What if you don’t even know what type of book to start with?
That’s another good question, because at least for Marvel and DC, there tend to be two different types of comic books. The first is a solo book. That would be something like Spider-Man, where he is generally off doing his own thing. He might run across Wolverine once in a while, but generally it is Spider-Man dealing with Spider-Man’s problems. There are other times, though, where you will want to read about Spider-Man in a group; these group books will often have a leader to the team, which the story might focus on a bit more, but will have a strong cast of supporting characters. For this type, DC has Justice League, and while Superman and Batman will probably be most often in the spotlight, they do spend time telling stories about the other characters. These ensemble casts are a good way to get introduced to lesser characters as well. Would you pick up a book about Martian Manhunter off the shelves? Probably not. But you’d read about him in Justice League and might find out that you like him. That is how I figured out in Marvel’s universe that I really like Doctor Strange. Doctor Strange isn’t a character I’d pick out otherwise, but seeing him in The Avengers and seeing his powers made me want to pick up more books about him.
What would you recommend?
That’s a great question that I can’t really go into that much detail on, as I haven’t been picking up books at all recently. So much of picking out a good comic book series to read is trial and error at the beginning. Different writers write characters in unexpected ways; sometimes that is good, and sometimes it doesn’t work. It’s the same for artists — certain artists have certain styles. Now, that might work for you, or it might not. If the art isn’t the style you are expecting, it might distract you and take you out of the story. So instead of recommending series or characters, I’m going to recommend a few different writers.

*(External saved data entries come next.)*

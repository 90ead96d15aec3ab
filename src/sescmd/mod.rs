//! Session-command log.
//!
//! Statements that mutate per-connection server state (SET, USE, charset
//! changes, prepared-statement registration) must reach every backend the
//! session ever attaches, in the order they were issued. The log is the
//! single owner of the command payloads; backends remember only positions.

use std::collections::VecDeque;

use bytes::Bytes;

/// One recorded session command
#[derive(Debug, Clone)]
pub struct SessionCommand {
    position: u64,
    buffer: Bytes,
    command: u8,
    reply_received: bool,
    /// Header byte of the reference backend's reply, once received
    reference_reply: Option<u8>,
}

impl SessionCommand {
    fn new(position: u64, buffer: Bytes) -> Self {
        let command = buffer.first().copied().unwrap_or(0);
        Self {
            position,
            buffer,
            command,
            reply_received: false,
            reference_reply: None,
        }
    }

    pub fn position(&self) -> u64 {
        self.position
    }

    pub fn command(&self) -> u8 {
        self.command
    }

    pub fn buffer(&self) -> Bytes {
        self.buffer.clone()
    }

    pub fn is_reply_received(&self) -> bool {
        self.reply_received
    }

    pub fn reference_reply(&self) -> Option<u8> {
        self.reference_reply
    }

    /// Record the reference reply. Once set it is never cleared.
    pub fn mark_reply_received(&mut self, header_byte: u8) {
        if !self.reply_received {
            self.reply_received = true;
            self.reference_reply = Some(header_byte);
        }
    }
}

/// Ordered, position-stamped log of session commands
#[derive(Debug)]
pub struct SessionCommandLog {
    entries: VecDeque<SessionCommand>,
    next_position: u64,
    max_history: usize,
    history_disabled: bool,
    /// Set when a disabled-history log overflowed and was cleared; the
    /// session may no longer attach new backends mid-flight.
    attach_disabled: bool,
}

impl SessionCommandLog {
    pub fn new(max_history: usize, history_disabled: bool) -> Self {
        Self {
            entries: VecDeque::new(),
            next_position: 1,
            max_history,
            history_disabled,
            attach_disabled: false,
        }
    }

    pub fn len(&self) -> usize {
        self.entries.len()
    }

    pub fn is_empty(&self) -> bool {
        self.entries.is_empty()
    }

    /// New backends may only attach while the full history is intact
    pub fn can_attach_backends(&self) -> bool {
        !self.attach_disabled
    }

    /// Append a command, returning its position id.
    ///
    /// On overflow either the whole history is dropped and further backend
    /// attachment refused (history disabled), or the oldest entries are
    /// silently discarded.
    pub fn add(&mut self, buffer: Bytes) -> u64 {
        let position = self.next_position;
        self.next_position += 1;
        self.entries.push_back(SessionCommand::new(position, buffer));

        if self.max_history > 0 && self.entries.len() > self.max_history {
            if self.history_disabled {
                self.entries.clear();
                self.attach_disabled = true;
            } else {
                while self.entries.len() > self.max_history {
                    self.entries.pop_front();
                }
            }
        }

        position
    }

    pub fn get_mut(&mut self, position: u64) -> Option<&mut SessionCommand> {
        self.entries
            .iter_mut()
            .find(|cmd| cmd.position() == position)
    }

    pub fn get(&self, position: u64) -> Option<&SessionCommand> {
        self.entries.iter().find(|cmd| cmd.position() == position)
    }

    /// Commands with a position greater than `after`, in position order.
    /// This is the replay sequence for a newly attached backend.
    pub fn replay_from(&self, after: u64) -> impl Iterator<Item = &SessionCommand> {
        self.entries.iter().filter(move |cmd| cmd.position() > after)
    }

    /// Discard entries every live backend has acknowledged, keeping at
    /// least the newest entry so late joiners can be position-checked.
    pub fn trim(&mut self, min_acknowledged: u64) {
        while self.entries.len() > 1 {
            match self.entries.front() {
                Some(cmd) if cmd.position() <= min_acknowledged => {
                    self.entries.pop_front();
                }
                _ => break,
            }
        }
    }

    /// Highest position handed out so far
    pub fn last_position(&self) -> u64 {
        self.next_position - 1
    }
}
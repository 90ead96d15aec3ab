//! Integration test entry point
//!
//! These tests need a running hermes instance in front of a real
//! master/slave cluster. Run with:
//! HERMES_RUN_INTEGRATION_TESTS=1 cargo test --test integration

mod masking;
mod rw_split;

use std::env;

/// Check if integration tests should run
pub fn should_run_integration_tests() -> bool {
    env::var("HERMES_RUN_INTEGRATION_TESTS")
        .map(|v| v == "1")
        .unwrap_or(false)
}

/// Skip the current test unless integration tests are enabled
#[macro_export]
macro_rules! skip_if_not_enabled {
    () => {
        if !$crate::should_run_integration_tests() {
            eprintln!("skipping: set HERMES_RUN_INTEGRATION_TESTS=1 to run");
            return;
        }
    };
}

/// Get proxy connection config from environment
pub fn get_proxy_config() -> ProxyTestConfig {
    ProxyTestConfig {
        host: env::var("HERMES_TEST_HOST").unwrap_or_else(|_| "127.0.0.1".to_string()),
        port: env::var("HERMES_TEST_PORT")
            .ok()
            .and_then(|p| p.parse().ok())
            .unwrap_or(3307),
        user: env::var("HERMES_TEST_USER").unwrap_or_else(|_| "root".to_string()),
        password: env::var("HERMES_TEST_PASS").unwrap_or_default(),
        database: env::var("HERMES_TEST_DB").unwrap_or_else(|_| "test".to_string()),
    }
}

/// Proxy test configuration
#[derive(Debug, Clone)]
pub struct ProxyTestConfig {
    pub host: String,
    pub port: u16,
    pub user: String,
    pub password: String,
    pub database: String,
}

impl ProxyTestConfig {
    pub fn connection_url(&self) -> String {
        format!(
            "mysql://{}:{}@{}:{}/{}",
            self.user, self.password, self.host, self.port, self.database
        )
    }

    /// Open a connection through the proxy
    pub fn conn(&self) -> mysql::Conn {
        let opts = mysql::Opts::from_url(&self.connection_url()).expect("invalid connection URL");
        mysql::Conn::new(opts).expect("could not connect to hermes")
    }
}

Scott Snyder – Snyder has been writing Detective Comics, which is the main Batman line. His style of writing leads to more in-depth stories, and it doesn’t hurt that he’s on a title that a lot of people are going to enjoy. Along with that, he wrote a fair amount of American Vampire, which isn’t a superhero comic, but is very good. American Vampire also had Stephen King as a writer for a little bit.
Jim Lee – He wrote Aquaman for a while, and might still be writing it; I’m not sure. However, I really liked his Aquaman story, and the fact that he took the time to take a character who is a punchline way too often and make him into a better developed character.
Brian Michael Bendis – He’s probably my favorite writer out of all of these. He’s one who is working for Marvel and is high up in Marvel so directs many of the storylines that run throughout the whole universe. One of the things that I really like about him is that he is very wordy for a comic book writer. That isn’t to say that he writes description when pictures could do, but he writes dialogue better than most writers of comic books, and his storylines are fantastic. I’d recommend his non-superhero comic, Powers, greatly (but be warned, it is for a mature audience).
So there you have a starting point with comics, all without getting into the Marvel v DC debate. What comic books are you reading? Or, who is a superhero you want to read about?